*** Opening LISTED RECORDS ***
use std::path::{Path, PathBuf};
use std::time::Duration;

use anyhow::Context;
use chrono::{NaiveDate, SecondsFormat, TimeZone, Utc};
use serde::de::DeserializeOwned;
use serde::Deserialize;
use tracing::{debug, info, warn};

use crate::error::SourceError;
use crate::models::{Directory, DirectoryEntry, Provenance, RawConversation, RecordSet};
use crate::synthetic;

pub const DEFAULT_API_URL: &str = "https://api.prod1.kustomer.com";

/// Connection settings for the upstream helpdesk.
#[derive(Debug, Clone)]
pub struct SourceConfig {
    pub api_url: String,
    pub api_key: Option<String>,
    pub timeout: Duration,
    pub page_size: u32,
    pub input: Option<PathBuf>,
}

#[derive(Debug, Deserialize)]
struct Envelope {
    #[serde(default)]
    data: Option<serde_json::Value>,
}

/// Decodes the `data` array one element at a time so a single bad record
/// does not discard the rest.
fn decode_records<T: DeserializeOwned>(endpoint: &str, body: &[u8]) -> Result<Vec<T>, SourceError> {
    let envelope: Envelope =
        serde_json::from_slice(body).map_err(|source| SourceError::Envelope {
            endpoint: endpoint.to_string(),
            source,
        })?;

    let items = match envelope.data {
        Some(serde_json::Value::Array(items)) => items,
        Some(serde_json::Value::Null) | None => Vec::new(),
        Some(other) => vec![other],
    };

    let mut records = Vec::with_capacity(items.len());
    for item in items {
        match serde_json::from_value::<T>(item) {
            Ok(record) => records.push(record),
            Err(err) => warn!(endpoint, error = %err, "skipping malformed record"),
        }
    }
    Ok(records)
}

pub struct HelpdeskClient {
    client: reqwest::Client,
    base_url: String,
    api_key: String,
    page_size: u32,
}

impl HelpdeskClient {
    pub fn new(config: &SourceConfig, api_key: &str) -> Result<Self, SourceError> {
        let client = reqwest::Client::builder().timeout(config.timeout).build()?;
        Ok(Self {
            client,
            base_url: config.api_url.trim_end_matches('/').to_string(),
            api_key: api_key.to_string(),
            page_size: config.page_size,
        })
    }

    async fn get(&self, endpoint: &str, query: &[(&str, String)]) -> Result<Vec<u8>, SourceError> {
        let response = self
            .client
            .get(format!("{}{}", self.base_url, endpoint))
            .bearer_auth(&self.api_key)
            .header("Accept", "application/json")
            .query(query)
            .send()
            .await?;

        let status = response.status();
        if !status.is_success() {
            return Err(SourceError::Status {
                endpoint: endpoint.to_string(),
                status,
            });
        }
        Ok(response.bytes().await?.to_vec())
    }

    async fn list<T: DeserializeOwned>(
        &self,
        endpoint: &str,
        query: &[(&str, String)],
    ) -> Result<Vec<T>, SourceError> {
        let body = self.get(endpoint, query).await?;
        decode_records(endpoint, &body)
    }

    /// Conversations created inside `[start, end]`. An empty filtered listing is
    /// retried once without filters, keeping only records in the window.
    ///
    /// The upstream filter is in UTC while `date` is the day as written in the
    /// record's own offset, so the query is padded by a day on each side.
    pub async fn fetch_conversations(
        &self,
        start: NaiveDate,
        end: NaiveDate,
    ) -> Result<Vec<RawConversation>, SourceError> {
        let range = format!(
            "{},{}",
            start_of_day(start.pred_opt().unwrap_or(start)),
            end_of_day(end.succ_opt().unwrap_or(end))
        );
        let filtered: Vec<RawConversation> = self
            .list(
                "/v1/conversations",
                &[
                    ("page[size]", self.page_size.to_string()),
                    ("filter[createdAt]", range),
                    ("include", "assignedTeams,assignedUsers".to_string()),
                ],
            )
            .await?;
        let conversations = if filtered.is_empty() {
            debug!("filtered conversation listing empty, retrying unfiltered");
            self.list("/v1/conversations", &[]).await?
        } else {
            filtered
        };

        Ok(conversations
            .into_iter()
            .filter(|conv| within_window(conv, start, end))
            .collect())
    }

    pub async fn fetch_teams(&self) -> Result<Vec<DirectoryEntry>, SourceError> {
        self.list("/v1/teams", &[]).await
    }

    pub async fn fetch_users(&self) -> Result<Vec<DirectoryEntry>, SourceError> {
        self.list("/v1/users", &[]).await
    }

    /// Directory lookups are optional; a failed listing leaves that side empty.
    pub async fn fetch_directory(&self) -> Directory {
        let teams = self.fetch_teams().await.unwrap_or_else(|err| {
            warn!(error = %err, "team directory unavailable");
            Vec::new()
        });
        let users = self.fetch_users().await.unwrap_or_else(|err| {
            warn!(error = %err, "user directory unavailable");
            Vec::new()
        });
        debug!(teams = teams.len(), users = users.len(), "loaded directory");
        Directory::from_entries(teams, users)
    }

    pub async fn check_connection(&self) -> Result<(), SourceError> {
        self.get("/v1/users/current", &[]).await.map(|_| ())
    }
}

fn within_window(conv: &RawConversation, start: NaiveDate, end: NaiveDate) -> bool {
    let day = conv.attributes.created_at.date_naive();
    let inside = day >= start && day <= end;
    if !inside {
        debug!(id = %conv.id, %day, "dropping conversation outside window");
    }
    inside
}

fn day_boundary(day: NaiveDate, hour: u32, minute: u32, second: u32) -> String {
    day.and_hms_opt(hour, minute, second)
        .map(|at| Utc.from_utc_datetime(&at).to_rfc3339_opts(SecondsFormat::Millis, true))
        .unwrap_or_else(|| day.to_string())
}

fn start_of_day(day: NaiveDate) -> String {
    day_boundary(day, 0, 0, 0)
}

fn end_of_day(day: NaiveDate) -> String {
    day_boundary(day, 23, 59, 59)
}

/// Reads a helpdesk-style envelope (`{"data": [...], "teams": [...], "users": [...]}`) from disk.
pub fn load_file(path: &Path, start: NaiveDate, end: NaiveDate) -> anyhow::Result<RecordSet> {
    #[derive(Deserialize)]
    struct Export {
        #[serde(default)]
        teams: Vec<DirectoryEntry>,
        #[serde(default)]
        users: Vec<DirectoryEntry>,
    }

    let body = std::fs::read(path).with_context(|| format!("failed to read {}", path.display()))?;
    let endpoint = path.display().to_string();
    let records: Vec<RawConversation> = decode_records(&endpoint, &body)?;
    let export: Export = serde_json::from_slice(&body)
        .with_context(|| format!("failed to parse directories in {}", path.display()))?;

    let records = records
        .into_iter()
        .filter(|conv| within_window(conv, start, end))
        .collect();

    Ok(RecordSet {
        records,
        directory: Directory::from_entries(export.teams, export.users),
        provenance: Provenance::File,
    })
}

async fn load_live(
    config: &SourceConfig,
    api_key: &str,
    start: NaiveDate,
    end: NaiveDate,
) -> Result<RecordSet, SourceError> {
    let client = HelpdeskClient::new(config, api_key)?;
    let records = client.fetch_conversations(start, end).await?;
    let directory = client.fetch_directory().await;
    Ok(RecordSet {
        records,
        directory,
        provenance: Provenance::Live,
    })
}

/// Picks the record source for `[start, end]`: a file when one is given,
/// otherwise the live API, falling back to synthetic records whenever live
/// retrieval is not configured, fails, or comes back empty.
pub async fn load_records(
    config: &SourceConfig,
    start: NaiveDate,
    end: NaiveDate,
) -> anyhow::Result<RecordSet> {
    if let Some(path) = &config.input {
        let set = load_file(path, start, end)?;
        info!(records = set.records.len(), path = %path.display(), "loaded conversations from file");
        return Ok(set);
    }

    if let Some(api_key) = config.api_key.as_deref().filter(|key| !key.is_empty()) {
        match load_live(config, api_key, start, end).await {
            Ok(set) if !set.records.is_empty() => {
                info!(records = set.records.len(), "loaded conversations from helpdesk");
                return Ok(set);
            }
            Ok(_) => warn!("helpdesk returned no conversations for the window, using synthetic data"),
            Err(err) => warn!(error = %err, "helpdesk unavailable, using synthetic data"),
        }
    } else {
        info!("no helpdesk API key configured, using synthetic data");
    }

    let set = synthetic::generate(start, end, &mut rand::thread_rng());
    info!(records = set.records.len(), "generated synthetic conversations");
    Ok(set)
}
*** Closing LISTED RECORDS ***
_PROBLEM STATEMENT_:
Above this task is a listing. Restate, word for word and with nothing added, the lines from the one with "if let Some(api_key)" through the one with "returned no conversations".

_RESPONSE TO THIS TASK_:
    if let Some(api_key) = config.api_key.as_deref().filter(|key| !key.is_empty()) {
        match load_live(config, api_key, start, end).await {
            Ok(set) if !set.records.is_empty() => {
                info!(records = set.records.len(), "loaded conversations from helpdesk");
                return Ok(set);
            }
            Ok(_) => warn!("helpdesk returned no conversations for the window, using synthetic data"),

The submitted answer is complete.